Les Litiges De Google Senior Trends Analyst Affirment Que L'hébergement Web Partagé Nuit Aux Performances Du Référencement
octobre 29, 2020

Les litiges de Google Senior Trends Analyst affirment que l’hébergement Web partagé nuit aux performances du référencement

Par damien

John Mueller, un analyste des tendances des webmasters de Google, a pesé sur un débat sur la façon dont l’entreprise classe les sites Web sur les pages de résultats de recherche.

Contrairement au résultat d’une analyse récente, Mueller affirme que les performances de référencement d’un site Web ne devraient pas être négativement affectées par la présence de soi-disant mauvais voisins sur un serveur partagé.

L’étude à laquelle Mueller a répondu indique qu’en ce qui concerne les scores de référencement de Google, les serveurs d’hébergement Web partagés ont «un effet néfaste sur les performances organiques et le classement des sites Web». Mais poster sur Twitter, Mueller a fait valoir que la méthodologie de la recherche en question est fondamentalement défectueuse.

Il a déclaré que l’effet noté dans le rapport de Reboot Online ne serait pas valable pour les recherches Google normales et, plus important encore, qu’il ne connaissait aucun algorithme Google qui prenne en compte les adresses IP d’autres sites sur le même serveur lors du classement d’une page. .

Mueller a soutenu son argument avec l’exemple de Blogger, un service d’hébergement où les sites partagent «tous la même infrastructure [and] les mêmes adresses IP », mais certains se classent terriblement sur Google tandis que d’autres font très bien.

SEO Google

L’étude originale a été mise en place pour tester la théorie selon laquelle «avec des solutions d’hébergement partagé moins chères attirant généralement de nombreux sites Web de moindre qualité (comme le spam et les sites Web PBN)», les algorithmes de classement de Google seraient biaisés par rapport aux sites exécutés sur des serveurs partagés.

Pour tester cette idée, les auteurs ont créé vingt sites Web de test ciblant un mot-clé inventé et insensé.
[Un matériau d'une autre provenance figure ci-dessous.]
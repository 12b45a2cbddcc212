//! A2A client for a single registered agent.
//! Provides message send, streaming task submission, task lookup and discovery.

use std::time::Duration;

use a2a_relay_config::HttpConfig;
use bytes::Bytes;
use futures::Stream;
use reqwest::header::{HeaderMap, HeaderValue, ACCEPT};
use reqwest::Client;
use serde_json::Value;
use tokio::time;
use tracing::{debug, warn};

use crate::a2a::discovery::{fetch_agent_card, AgentCardSummary};
use crate::a2a::errors::{A2aError, A2aResult};
use crate::a2a::rpc::{task_id_from_result, JsonRpcRequest, RpcOutcome};
use crate::a2a::sse::{BodyStream, SseEventStream};
use crate::auth::headers_for;
use crate::registry::AgentConfig;

/// Per-call time limits
#[derive(Debug, Clone, Copy, PartialEq, Eq)]
pub struct Timeouts {
    /// `message/send`, `message/stream` and `tasks/get`
    pub request: Duration,
    /// Each agent card candidate
    pub discovery: Duration,
}

impl Default for Timeouts {
    fn default() -> Self {
        Self::from(&HttpConfig::default())
    }
}

impl From<&HttpConfig> for Timeouts {
    fn from(config: &HttpConfig) -> Self {
        Self {
            request: config.request_timeout(),
            discovery: config.discovery_timeout(),
        }
    }
}

/// HTTP client bound to one agent endpoint and its auth headers
#[derive(Clone, Debug)]
pub struct A2aClient {
    http: Client,
    endpoint: String,
    headers: HeaderMap,
    timeouts: Timeouts,
}

impl A2aClient {
    pub fn new(http: Client, endpoint: impl Into<String>, headers: HeaderMap) -> Self {
        Self {
            http,
            endpoint: endpoint.into(),
            headers,
            timeouts: Timeouts::default(),
        }
    }

    /// Client for a registry entry; JSON-RPC requests go to its base URL.
    pub fn for_agent(http: Client, config: &AgentConfig) -> Self {
        Self::new(http, config.base_url.clone(), headers_for(config))
    }

    pub fn with_timeouts(mut self, timeouts: Timeouts) -> Self {
        self.timeouts = timeouts;
        self
    }

    /// `message/send`. Returns the `result` member, `None` when absent.
    pub async fn send_message(&self, instruction: &str) -> A2aResult<Option<Value>> {
        let request = JsonRpcRequest::message_send(instruction)?;
        self.call_rpc(&request).await
    }

    /// `tasks/get`. Returns the `result` member, `None` when absent.
    pub async fn get_task(&self, task_id: &str) -> A2aResult<Option<Value>> {
        let request = JsonRpcRequest::tasks_get(task_id)?;
        self.call_rpc(&request).await
    }

    /// Open a `message/stream` request and hand back its event stream
    /// without reading any event.
    ///
    /// The request limit bounds the wait for response headers and then each
    /// wait for a body chunk, never the stream as a whole.
    pub async fn open_stream(&self, instruction: &str) -> A2aResult<SseEventStream<BodyStream>> {
        let request = JsonRpcRequest::message_stream(instruction)?;
        debug!(
            method = %request.method,
            id = %request.id,
            endpoint = %self.endpoint,
            "Opening A2A stream"
        );

        let limit = self.timeouts.request;
        let send = self
            .http
            .post(&self.endpoint)
            .headers(self.headers.clone())
            .header(ACCEPT, HeaderValue::from_static("text/event-stream"))
            .json(&request)
            .send();
        let response = time::timeout(limit, send)
            .await
            .map_err(|_| A2aError::timed_out("stream request", limit))??;

        let status = response.status();
        if !status.is_success() {
            return Err(A2aError::HttpStatus {
                status: status.as_u16(),
                url: self.endpoint.clone(),
            });
        }

        Ok(SseEventStream::from_response(response).with_idle_timeout(limit))
    }

    /// Submit a task over `message/stream` and return its identifier as
    /// soon as one is seen. The connection is closed before returning.
    pub async fn submit_task(&self, instruction: &str) -> A2aResult<String> {
        let mut events = self.open_stream(instruction).await?;
        scan_for_task_id(&mut events).await
    }

    /// Fetch and summarise the agent card.
    pub async fn agent_card(&self) -> A2aResult<AgentCardSummary> {
        let document = fetch_agent_card(
            &self.http,
            &self.endpoint,
            &self.headers,
            self.timeouts.discovery,
        )
        .await?;
        Ok(AgentCardSummary::from_document(&document, &self.endpoint))
    }

    async fn call_rpc(&self, request: &JsonRpcRequest) -> A2aResult<Option<Value>> {
        debug!(
            method = %request.method,
            id = %request.id,
            endpoint = %self.endpoint,
            "Sending A2A request"
        );

        let response = self
            .http
            .post(&self.endpoint)
            .headers(self.headers.clone())
            .timeout(self.timeouts.request)
            .json(request)
            .send()
            .await?;

        let status = response.status();
        if !status.is_success() {
            return Err(A2aError::HttpStatus {
                status: status.as_u16(),
                url: self.endpoint.clone(),
            });
        }

        let body = response.text().await?;
        let parsed: Value = match serde_json::from_str(&body) {
            Ok(value) => value,
            Err(source) => return Err(A2aError::Decode { body, source }),
        };

        match RpcOutcome::from_body(&parsed) {
            RpcOutcome::Error(error) => {
                debug!(id = %request.id, "A2A request returned an error");
                Err(A2aError::Protocol(error))
            }
            RpcOutcome::Result(result) => Ok(result),
        }
    }
}

/// Read events until one carries a task identifier or an error.
///
/// The stream is closed on every exit path: identifier found, protocol
/// error, transport error and exhaustion alike.
pub async fn scan_for_task_id<S, E>(events: &mut SseEventStream<S>) -> A2aResult<String>
where
    S: Stream<Item = Result<Bytes, E>> + Unpin,
    E: Into<A2aError>,
{
    let outcome = scan_events(events).await;
    events.close();
    outcome
}

async fn scan_events<S, E>(events: &mut SseEventStream<S>) -> A2aResult<String>
where
    S: Stream<Item = Result<Bytes, E>> + Unpin,
    E: Into<A2aError>,
{
    while let Some(event) = events.next_event().await? {
        let payload: Value = match serde_json::from_str(&event.data) {
            Ok(value) => value,
            Err(err) => {
                warn!(error = %err, "Skipping malformed stream event");
                continue;
            }
        };

        if !payload.is_object() {
            warn!("Skipping stream event that is not a JSON object");
            continue;
        }

        match RpcOutcome::from_body(&payload) {
            RpcOutcome::Error(error) => return Err(A2aError::Protocol(error)),
            RpcOutcome::Result(Some(result)) => {
                if let Some(task_id) = task_id_from_result(&result) {
                    debug!(%task_id, "Task identifier received");
                    return Ok(task_id.to_string());
                }
            }
            RpcOutcome::Result(None) => {}
        }
    }

    Err(A2aError::NoTaskId)
}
La moitié de ces sites étaient hébergés sur AWS (Amazon Web Services) et l’autre moitié avec des plates-formes d’hébergement partagé bon marché. Après un peu plus de trois mois de suivi des performances de chacun sur les classements Google, l’équipe Reboot Online a conclu que «les sites Web hébergés sur une adresse IP partagée se classaient moins bien que ceux hébergés sur une adresse dédiée».

Bien que Mueller dise qu’il adore «quand les gens expérimentent comme ça», il suggère également que ces données ne sont pas particulièrement utiles.

Comme il le souligne, un problème lié à l’utilisation d’un mot clé absurde pour évaluer les algorithmes de Google est que, pour que Google fonctionne correctement, la plate-forme doit comprendre le contexte et la signification d’un terme de recherche. Pour des raisons évidentes, cela ne peut pas arriver si un mot-clé est choisi spécifiquement parce qu’il n’est pas utilisé par de vraies personnes.